Problem to solve |
Take every line containing "MoneyTransaction" out of the records.

Input records Start Marker

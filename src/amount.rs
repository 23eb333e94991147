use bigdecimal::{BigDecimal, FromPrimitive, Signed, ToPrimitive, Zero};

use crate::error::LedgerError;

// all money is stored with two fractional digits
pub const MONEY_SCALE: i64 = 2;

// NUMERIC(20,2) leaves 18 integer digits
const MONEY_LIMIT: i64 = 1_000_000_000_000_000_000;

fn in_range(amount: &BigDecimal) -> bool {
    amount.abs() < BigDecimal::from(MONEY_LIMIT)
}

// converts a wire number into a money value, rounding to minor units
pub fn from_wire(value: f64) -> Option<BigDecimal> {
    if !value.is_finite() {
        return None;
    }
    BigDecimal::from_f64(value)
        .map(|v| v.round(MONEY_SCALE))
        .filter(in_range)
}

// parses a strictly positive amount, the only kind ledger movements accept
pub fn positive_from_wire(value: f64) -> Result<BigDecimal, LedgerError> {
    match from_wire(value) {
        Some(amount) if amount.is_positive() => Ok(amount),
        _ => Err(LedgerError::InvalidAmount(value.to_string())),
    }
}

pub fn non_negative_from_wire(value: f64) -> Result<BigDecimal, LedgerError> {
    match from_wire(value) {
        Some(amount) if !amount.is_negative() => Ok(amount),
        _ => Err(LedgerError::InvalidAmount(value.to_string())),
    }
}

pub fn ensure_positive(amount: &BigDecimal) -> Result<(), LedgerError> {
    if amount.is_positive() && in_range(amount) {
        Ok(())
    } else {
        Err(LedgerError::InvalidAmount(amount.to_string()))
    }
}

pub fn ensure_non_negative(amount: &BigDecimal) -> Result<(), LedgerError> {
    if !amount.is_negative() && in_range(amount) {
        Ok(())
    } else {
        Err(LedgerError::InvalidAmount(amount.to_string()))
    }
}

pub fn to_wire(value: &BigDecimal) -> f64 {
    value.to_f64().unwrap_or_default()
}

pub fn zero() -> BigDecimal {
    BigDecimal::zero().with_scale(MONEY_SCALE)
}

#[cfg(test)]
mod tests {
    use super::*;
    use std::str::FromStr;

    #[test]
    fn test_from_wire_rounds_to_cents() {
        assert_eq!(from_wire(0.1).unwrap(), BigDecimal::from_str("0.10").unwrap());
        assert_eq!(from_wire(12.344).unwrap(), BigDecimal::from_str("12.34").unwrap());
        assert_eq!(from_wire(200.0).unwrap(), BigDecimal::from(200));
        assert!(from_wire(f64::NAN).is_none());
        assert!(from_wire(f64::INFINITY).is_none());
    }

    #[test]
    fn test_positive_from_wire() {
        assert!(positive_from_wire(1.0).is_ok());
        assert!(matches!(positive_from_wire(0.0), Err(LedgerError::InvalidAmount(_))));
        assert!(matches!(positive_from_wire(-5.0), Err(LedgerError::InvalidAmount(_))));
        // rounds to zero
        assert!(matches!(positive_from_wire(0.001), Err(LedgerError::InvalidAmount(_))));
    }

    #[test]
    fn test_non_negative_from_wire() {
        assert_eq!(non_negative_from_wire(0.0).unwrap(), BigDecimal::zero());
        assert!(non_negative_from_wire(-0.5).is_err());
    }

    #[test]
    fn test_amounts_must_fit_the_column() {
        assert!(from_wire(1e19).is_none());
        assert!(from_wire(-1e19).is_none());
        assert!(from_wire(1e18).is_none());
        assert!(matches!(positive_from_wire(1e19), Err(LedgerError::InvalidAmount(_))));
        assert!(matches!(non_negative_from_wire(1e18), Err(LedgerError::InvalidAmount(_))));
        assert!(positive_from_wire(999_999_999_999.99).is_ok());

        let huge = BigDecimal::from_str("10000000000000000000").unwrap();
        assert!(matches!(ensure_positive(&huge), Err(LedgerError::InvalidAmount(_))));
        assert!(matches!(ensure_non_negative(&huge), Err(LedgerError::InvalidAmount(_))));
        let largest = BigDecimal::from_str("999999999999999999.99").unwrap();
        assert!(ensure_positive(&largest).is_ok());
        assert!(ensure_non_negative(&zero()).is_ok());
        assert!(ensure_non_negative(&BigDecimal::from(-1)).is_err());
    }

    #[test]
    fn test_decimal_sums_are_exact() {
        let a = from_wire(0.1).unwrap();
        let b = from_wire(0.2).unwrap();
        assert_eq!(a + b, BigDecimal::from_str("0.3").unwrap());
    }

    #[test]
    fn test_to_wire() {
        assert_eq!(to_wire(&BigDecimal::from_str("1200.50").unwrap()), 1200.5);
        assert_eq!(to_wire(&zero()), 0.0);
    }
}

Input records End Marker
Input records Start Marker

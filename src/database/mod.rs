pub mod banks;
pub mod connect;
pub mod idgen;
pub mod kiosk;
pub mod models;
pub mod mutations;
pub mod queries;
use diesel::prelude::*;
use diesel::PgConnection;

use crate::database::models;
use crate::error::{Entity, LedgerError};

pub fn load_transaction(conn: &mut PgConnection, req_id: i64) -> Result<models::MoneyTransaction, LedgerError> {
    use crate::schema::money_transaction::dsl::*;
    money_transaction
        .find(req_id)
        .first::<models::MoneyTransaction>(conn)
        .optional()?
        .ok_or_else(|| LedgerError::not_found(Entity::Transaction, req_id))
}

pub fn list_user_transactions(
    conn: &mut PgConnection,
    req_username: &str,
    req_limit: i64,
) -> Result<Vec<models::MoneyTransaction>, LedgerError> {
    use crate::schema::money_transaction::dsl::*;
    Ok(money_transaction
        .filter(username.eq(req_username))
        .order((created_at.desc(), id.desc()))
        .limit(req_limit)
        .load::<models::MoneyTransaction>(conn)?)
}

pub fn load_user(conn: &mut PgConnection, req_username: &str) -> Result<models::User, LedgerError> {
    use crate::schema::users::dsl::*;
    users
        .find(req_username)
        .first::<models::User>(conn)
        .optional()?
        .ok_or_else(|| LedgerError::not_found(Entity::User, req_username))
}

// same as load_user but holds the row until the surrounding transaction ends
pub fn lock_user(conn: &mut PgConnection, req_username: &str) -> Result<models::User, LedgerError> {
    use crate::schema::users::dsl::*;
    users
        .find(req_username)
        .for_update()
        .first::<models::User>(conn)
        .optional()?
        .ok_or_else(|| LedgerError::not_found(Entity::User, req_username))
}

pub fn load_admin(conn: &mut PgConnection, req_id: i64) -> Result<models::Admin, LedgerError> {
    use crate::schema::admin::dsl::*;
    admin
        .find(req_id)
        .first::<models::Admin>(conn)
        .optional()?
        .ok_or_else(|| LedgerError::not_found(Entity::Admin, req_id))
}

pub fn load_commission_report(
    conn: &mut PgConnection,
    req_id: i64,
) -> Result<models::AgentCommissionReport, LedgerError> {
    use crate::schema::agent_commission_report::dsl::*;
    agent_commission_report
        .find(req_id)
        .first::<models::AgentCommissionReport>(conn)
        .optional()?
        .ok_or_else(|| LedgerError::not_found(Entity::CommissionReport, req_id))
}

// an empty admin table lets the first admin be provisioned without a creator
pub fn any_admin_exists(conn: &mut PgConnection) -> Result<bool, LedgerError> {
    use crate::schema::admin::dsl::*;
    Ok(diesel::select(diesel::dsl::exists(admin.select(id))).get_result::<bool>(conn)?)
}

Input records End Marker

Output below |
pub fn load_transaction(conn: &mut PgConnection, req_id: i64) -> Result<models::MoneyTransaction, LedgerError> {
        .first::<models::MoneyTransaction>(conn)
) -> Result<Vec<models::MoneyTransaction>, LedgerError> {
        .load::<models::MoneyTransaction>(conn)?)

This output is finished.